Belgrado in pressing all’Aja: «Cure per Mladić in patria»

Il generale serbo bosniaco in carcere in Olanda, sotto processo per crimini di guerra è gravemente ammalato da tempo e i familiari ne chiedono il trasferimento
BELGRADO. Era stato catturato nel 2011 dopo un decennio di latitanza, in un piccolo villaggio non distante da Belgrado, in Serbia. E in Serbia potrebbe ritornare, per essere curato, un’eventualità che potrebbe gettare ombre sull’immagine delle autorità locali e scatenare la rabbia di vittime e sopravvissuti. È questo uno dei possibili sviluppi del caso Mladić, ex generale, leader militare dei serbi di Bosnia durante il conflitto degli Anni Novanta, imputato di fronte al Tribunale penale per l’ex Jugoslavia (Tpi) per gravissimi crimini di guerra, contro l’umanità e per genocidio, sulla sua coscienza Srebrenica e l’assedio di Sarajevo. E, sul suo capo, una sentenza attesa per la fine del novembre prossimo.


Ratko Mladić che, almeno secondo la sua famiglia, a novembre rischia però di non arrivare, per il peggioramento delle sue condizioni di salute. Per questo dovrebbe e potrebbe essere assistito in Serbia, dopo che Belgrado si è offerta mercoledì di garantire per Mladić, se il Tpi accogliesse la richiesta di libertà provvisoria. A farsi avanti, ha svelato l’agenzia Tanjug, è stato il ministro serbo della Giustizia, Nela Kuburović, che ha confermato che invierà una lettera al tribunale dell’Aja per chiedere che a Mladić, «seriamente malato» come denunciato dai suoi familiari e dal suo team difensivo, vengano riconosciute tutte cure adeguate. Aggiungendo che, « se necessario», il suo dicastero «sosterrà la proposta del collegio difensivo» che a Mladić venga «concessa la libertà provvisoria per il trasferimento in Serbia», fornendo al Tpi tutte le garanzie che vorrà chiedere, ha aggiunto una fonte del ministero alla Tv N1. È la famiglia Mladić, in testa suo figlio Darko, a spingere da sempre per questa soluzione. Darko che ha confermato di aver fatto pressioni sul governo serbo affinché offra solide garanzie per il temporaneo ritorno a Belgrado di Mladić, le cui «condizioni di salute sono cattive e in aggravamento». Intervento delle autorità serbe che dovrebbe concretizzarsi già entro questa settimana, dopo che gli avvocati dell’ex generale avranno raccolto nuova documentazione sullo stato del detenuto eccellente, già colpito da un infarto e da vari ictus durante i lunghi anni di latitanza. Dopo la discesa in campo di Belgrado, la palla passerà al Tpi, tribunale che ha però già rigettato in primavera un’istanza simile, arrivata da un garante influente, quello russo, e appoggiata da Putin in persona.

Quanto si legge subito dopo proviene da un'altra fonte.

use crate::balance::{fuel_coefficients, MAX_FUEL_ITERATIONS};
use crate::body;
use crate::error::FuelError;
use crate::flight_path::{Action, FlightPath};
use crate::flight_path_validator::FlightPathValidator;
use crate::raw_input::RawValue;

/// Computes the fuel a vehicle needs for a multi-leg flight.
///
/// Input is checked by [`FlightPathValidator`] first; the first problem
/// found is returned instead of a fuel figure.
#[derive(Debug, Clone)]
pub struct FuelCalculator {
    mass: RawValue,
    flight_path: RawValue,
}

impl FuelCalculator {
    pub fn new(mass: impl Into<RawValue>, flight_path: impl Into<RawValue>) -> Self {
        Self {
            mass: mass.into(),
            flight_path: flight_path.into(),
        }
    }

    /// Build from already-typed input
    pub fn for_path(mass: f64, flight_path: &FlightPath) -> Self {
        Self::new(mass, flight_path.to_raw())
    }

    /// Total fuel for the whole flight.
    /// Whole-numbered, but returned as `f64` since mass may be fractional.
    pub fn call(&self) -> Result<f64, FuelError> {
        Ok(self.leg_fuel()?.iter().sum())
    }

    /// Fuel burned on each leg, in flight order
    pub fn leg_fuel(&self) -> Result<Vec<f64>, FuelError> {
        if let Some(err) = self.validation_error() {
            return Err(err);
        }
        let mass = self.mass.as_f64().ok_or(FuelError::InvalidMass)?;
        let path = FlightPath::from_raw(&self.flight_path)?;
        accumulate_fuel(mass, &path)
    }

    pub fn validation_error(&self) -> Option<FuelError> {
        let known = body::known_body_names();
        FlightPathValidator::new(&self.mass, &self.flight_path, &known).validate()
    }
}

/// Walk the flight backwards so each leg carries the fuel of every leg after it.
/// Returns per-leg fuel in flight order.
pub fn accumulate_fuel(initial_mass: f64, flight_path: &FlightPath) -> Result<Vec<f64>, FuelError> {
    let mut current_mass = initial_mass;
    let mut legs = vec![0.0; flight_path.len()];

    for (index, step) in flight_path.steps.iter().enumerate().rev() {
        let gravity = body::gravity(Some(step.body.as_str())).map_err(|_| FuelError::UnknownGravity {
            planet: step.body.clone(),
            step: index + 1,
        })?;

        let fuel = fuel_for_step(current_mass, step.action, gravity)?;
        if fuel < 0.0 {
            return Err(FuelError::Calculation);
        }

        legs[index] = fuel;
        current_mass += fuel;
    }

    Ok(legs)
}

/// Fuel for one leg, including fuel to lift the fuel itself.
///
/// Applies [`base_fuel`] to its own output until the result drops to zero
/// or below; the positive results are summed.
pub fn fuel_for_step(mass: f64, action: Action, gravity: f64) -> Result<f64, FuelError> {
    let mut total = 0.0;
    let mut fuel = base_fuel(mass, action, gravity);
    let mut iterations = 0;

    while fuel > 0.0 {
        iterations += 1;
        if iterations > MAX_FUEL_ITERATIONS {
            return Err(FuelError::Calculation);
        }
        total += fuel;
        fuel = base_fuel(fuel, action, gravity);
    }

    Ok(total)
}

/// One burn: `floor(mass * gravity * factor - offset)`
pub fn base_fuel(mass: f64, action: Action, gravity: f64) -> f64 {
    let c = fuel_coefficients(action);
    (mass * gravity * c.factor - c.offset).floor()
}

/// Validate and compute in one call
pub fn compute_fuel(mass: &RawValue, flight_path: &RawValue) -> Result<f64, FuelError> {
    FuelCalculator::new(mass.clone(), flight_path.clone()).call()
}
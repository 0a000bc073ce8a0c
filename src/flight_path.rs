use crate::error::FuelError;
use crate::raw_input::RawValue;

/// What the vehicle does at a body
#[derive(Debug, Clone, Copy, PartialEq, Eq, Hash)]
pub enum Action {
    Launch,
    Land,
}

impl Action {
    pub fn all() -> &'static [Action] {
        &[Action::Launch, Action::Land]
    }

    /// Symbol name used by callers (`launch` / `land`)
    pub fn symbol(&self) -> &'static str {
        match self {
            Action::Launch => "launch",
            Action::Land => "land",
        }
    }

    pub fn from_symbol(name: &str) -> Option<Action> {
        Action::all().iter().copied().find(|a| a.symbol() == name)
    }
}

/// Only the exact symbols `launch` and `land` are actions; strings,
/// nil and other kinds are rejected.
impl TryFrom<&RawValue> for Action {
    type Error = ();

    fn try_from(value: &RawValue) -> Result<Self, Self::Error> {
        match value {
            RawValue::Symbol(name) => Action::from_symbol(name).ok_or(()),
            _ => Err(()),
        }
    }
}

/// One leg of a flight
#[derive(Debug, Clone, PartialEq)]
pub struct FlightStep {
    pub action: Action,
    /// Body name as supplied (casing preserved)
    pub body: String,
}

impl FlightStep {
    pub fn new(action: Action, body: &str) -> Self {
        Self {
            action,
            body: body.to_string(),
        }
    }

    pub fn launch(body: &str) -> Self {
        Self::new(Action::Launch, body)
    }

    pub fn land(body: &str) -> Self {
        Self::new(Action::Land, body)
    }
}

/// Ordered legs of a flight, in chronological order
#[derive(Debug, Clone, PartialEq, Default)]
pub struct FlightPath {
    pub steps: Vec<FlightStep>,
}

impl FlightPath {
    pub fn new(steps: Vec<FlightStep>) -> Self {
        Self { steps }
    }

    /// Convert an already-validated raw list into strict steps.
    ///
    /// Any entry that still fails to parse is reported with the same error
    /// the validator would give, so this is safe to call on unchecked input
    /// as well; it just won't check body names against the registry.
    pub fn from_raw(raw: &RawValue) -> Result<Self, FuelError> {
        let entries = match raw.as_list() {
            Some(entries) if !entries.is_empty() => entries,
            _ => return Err(FuelError::InvalidFlightPath),
        };

        let steps = entries
            .iter()
            .enumerate()
            .map(|(i, entry)| {
                let (action, body) = entry.as_step_pair();
                let action = Action::try_from(action)
                    .map_err(|_| FuelError::InvalidAction { step: i + 1 })?;
                match body {
                    RawValue::Str(name) => Ok(FlightStep::new(action, name)),
                    other => Err(FuelError::UnknownGravity {
                        planet: other.to_string(),
                        step: i + 1,
                    }),
                }
            })
            .collect::<Result<Vec<_>, _>>()?;

        Ok(Self { steps })
    }

    /// Raw form of this path, as a caller would pass it in
    pub fn to_raw(&self) -> RawValue {
        RawValue::List(
            self.steps
                .iter()
                .map(|s| RawValue::step(RawValue::symbol(s.action.symbol()), RawValue::str(&s.body)))
                .collect(),
        )
    }

    pub fn len(&self) -> usize {
        self.steps.len()
    }

    pub fn is_empty(&self) -> bool {
        self.steps.is_empty()
    }
}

Russia che, attraverso l’ambasciatore in Olanda aveva fatto sapere che, se rilasciato e trasferito in Russia, Mosca avrebbe vigilato su Mladić per scongiurare ogni rischio di fuga. Neppure una nota del ministero degli Esteri russo - «speriamo che il Tpi prenda presto una decisione sul rilascio temporaneo» - aveva però convinto l’Aja. I giudici della Corte, infatti, avevano detto a maggio di non essere persuasi «che Mladić ritorni al tribunale se gli verrà concessa la libertà provvisoria». E avevano ribadito che l’imputato, oggi 74enne, sta ricevendo le necessarie cure in Olanda. Inoltre, le sue condizioni sarebbero ancora del tutto «compatibili con la detenzione», aveva assicurato il Tpi, respingendo l’istanza. Possibile che vada così anche questa volta, ha suggerito ieri il celebre avvocato serbo Toma Fila, in passato legale di Milošević e già impegnato nella tutela degli interessi di Jovanka Broz, defunta moglie di Tito. «A nessuno al Tribunale» dell’Aja «interessa un serbo morto, dobbiamo capirlo e iniziare pian piano a cambiare la nostra immagine», ha suggerito Fila a proposito del possibile rilascio di Mladić - che avrebbe inviato lettere al presidente serbo Vučić, definendolo l’unico politico di cui si fida e chiedendogli di «salvare» la “sua” Republika Srpska. Scarcerazione che «non credo avverrà», ha aggiunto Fila, suggerendo che il Tpi potrebbe essere preoccupato più che della morte di Mladić in carcere della «reazione delle vittime», per una possibile «accoglienza da eroe» in una Serbia dove però gli ultranazionalisti sono ormai una minoranza silenziosa. E soprattutto di una sua fuga, dopo il ritorno da presunto moribondo a Belgrado. Ma la questione è in rapida evoluzione.